**WHAT TO DO**: Return exactly the lines below, starting with the one that has "pub struct Detour<'a, F: FnPtr>" and going on through the one that has "is written yet.".

**DATA FOR REVIEW**:

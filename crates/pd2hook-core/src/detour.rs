//! Reversible redirection of a function-pointer slot.
//!
//! A [`Detour`] captures the value of a slot when it is built and installs
//! nothing until [`Detour::attach`]. [`Detour::detach`] writes the captured
//! value back; dropping an attached detour detaches it.
//!
//! ```ignore
//! let target = DetourTarget::from_slot(&LUA_CALL)?;
//! let mut detour = Detour::new(target, hooked_lua_call);
//! detour.attach()?;
//! // calls through LUA_CALL now reach hooked_lua_call
//! ```
//!
//! One thread owns the attach/detach lifecycle of a slot. Slot writes are
//! not synchronized with other writers.

use std::marker::PhantomData;
use std::ptr::NonNull;

use serde::Serialize;
use tracing::{debug, warn};

use crate::error::{Error, Result};
use crate::memory::write_cell;
use crate::symbol::{FnPtr, FunctionSlot};

#[derive(Debug, Clone, Copy, PartialEq, Eq, Serialize, strum::Display)]
pub enum DetourState {
    Unattached,
    Attached,
}

enum Cell<'a, F: FnPtr> {
    Slot(&'a FunctionSlot<F>),
    Raw(NonNull<usize>, PhantomData<&'a mut F>),
}

/// Permission to rewrite one function-pointer cell.
///
/// Obtainable only from a resolved [`FunctionSlot`] or, unsafely, from a raw
/// pointer to a known table entry.
pub struct DetourTarget<'a, F: FnPtr> {
    cell: Cell<'a, F>,
}

impl<'a, F: FnPtr> DetourTarget<'a, F> {
    /// Target a resolved slot. Fails with [`Error::UnresolvedSlot`] when the
    /// slot is still empty.
    pub fn from_slot(slot: &'a FunctionSlot<F>) -> Result<Self> {
        if !slot.is_resolved() {
            return Err(Error::UnresolvedSlot(slot.name().to_string()));
        }
        Ok(Self {
            cell: Cell::Slot(slot),
        })
    }

    /// Target a raw function-pointer cell such as a vtable or import-table
    /// entry. Returns `None` for a null pointer or an empty cell.
    ///
    /// # Safety
    ///
    /// `cell` must point at a pointer-sized, aligned cell holding a function
    /// of type `F`, stay valid for `'a`, and be writable (page protection is
    /// lifted around each write on Windows).
    pub unsafe fn from_raw(cell: *mut F) -> Option<Self> {
        let cell = NonNull::new(cell.cast::<usize>())?;
        // SAFETY: the caller guarantees the cell is valid for reads.
        if unsafe { std::ptr::read_volatile(cell.as_ptr()) } == 0 {
            return None;
        }
        Some(Self {
            cell: Cell::Raw(cell, PhantomData),
        })
    }

    pub fn name(&self) -> String {
        match &self.cell {
            Cell::Slot(slot) => slot.name().to_string(),
            Cell::Raw(ptr, _) => format!("{:#x}", ptr.as_ptr() as usize),
        }
    }

    fn read(&self) -> usize {
        match &self.cell {
            Cell::Slot(slot) => slot.address().unwrap_or(0),
            // SAFETY: validity guaranteed by `from_raw`'s contract.
            Cell::Raw(ptr, _) => unsafe { std::ptr::read_volatile(ptr.as_ptr()) },
        }
    }

    fn write(&self, value: usize) -> Result<()> {
        match &self.cell {
            Cell::Slot(slot) => {
                slot.swap(value);
                Ok(())
            }
            // SAFETY: validity guaranteed by `from_raw`'s contract.
            Cell::Raw(ptr, _) => unsafe { write_cell(ptr.as_ptr(), value) },
        }
    }

    fn claim(&self) -> bool {
        match &self.cell {
            Cell::Slot(slot) => slot.claim_detour(),
            Cell::Raw(..) => true,
        }
    }

    fn release(&self) {
        if let Cell::Slot(slot) = &self.cell {
            slot.release_detour();
        }
    }
}

/// A scoped redirection of a slot from its original function to a replacement.
pub struct Detour<'a, F: FnPtr> {
    target: DetourTarget<'a, F>,
    original: usize,
    replacement: usize,
    state: DetourState,
}

impl<'a, F: FnPtr> Detour<'a, F> {
    /// Capture the current value of `target`. Nothing is written yet.
    pub fn new(target: DetourTarget<'a, F>, replacement: F) -> Self {
        let original = target.read();
        Self {
            target,
            original,
            replacement: replacement.to_address(),
            state: DetourState::Unattached,
        }
    }

    pub fn state(&self) -> DetourState {
        self.state
    }

    pub fn is_attached(&self) -> bool {
        self.state == DetourState::Attached
    }

    pub fn original_address(&self) -> usize {
        self.original
    }

    pub fn replacement_address(&self) -> usize {
        self.replacement
    }

    /// The function the slot held before this detour, for calling through
    /// from inside the replacement.
    ///
    /// # Safety
    ///
    /// Same contract as [`FunctionSlot::get`]: the captured address must be a
    /// function of type `F`.
    pub unsafe fn original(&self) -> F {
        // SAFETY: forwarded to the caller; the captured value is non-zero.
        unsafe { F::from_address(self.original) }
    }

    /// Point the slot at the replacement. No-op when already attached.
    ///
    /// Fails with [`Error::SlotBusy`] when another detour is active on the
    /// same [`FunctionSlot`].
    pub fn attach(&mut self) -> Result<()> {
        if self.is_attached() {
            return Ok(());
        }
        if !self.target.claim() {
            return Err(Error::SlotBusy(self.target.name()));
        }
        if let Err(e) = self.target.write(self.replacement) {
            self.target.release();
            return Err(e);
        }

        self.state = DetourState::Attached;
        debug!(
            "Detour attached on {}: {:#x} -> {:#x}",
            self.target.name(),
            self.original,
            self.replacement
        );
        Ok(())
    }

    /// Restore the original function. No-op when not attached.
    pub fn detach(&mut self) -> Result<()> {
        if !self.is_attached() {
            return Ok(());
        }

        self.target.write(self.original)?;
        self.target.release();
        self.state = DetourState::Unattached;
        debug!(
            "Detour detached from {}: restored {:#x}",
            self.target.name(),
            self.original
        );
        Ok(())
    }
}

impl<F: FnPtr> Drop for Detour<'_, F> {
    fn drop(&mut self) {
        if let Err(e) = self.detach() {
            warn!("Failed to detach detour on {}: {}", self.target.name(), e);
        }
    }
}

**FINISHED EXERCISE**:
pub struct Detour<'a, F: FnPtr> {
    target: DetourTarget<'a, F>,
    original: usize,
    replacement: usize,
    state: DetourState,
}

impl<'a, F: FnPtr> Detour<'a, F> {
    /// Capture the current value of `target`. Nothing is written yet.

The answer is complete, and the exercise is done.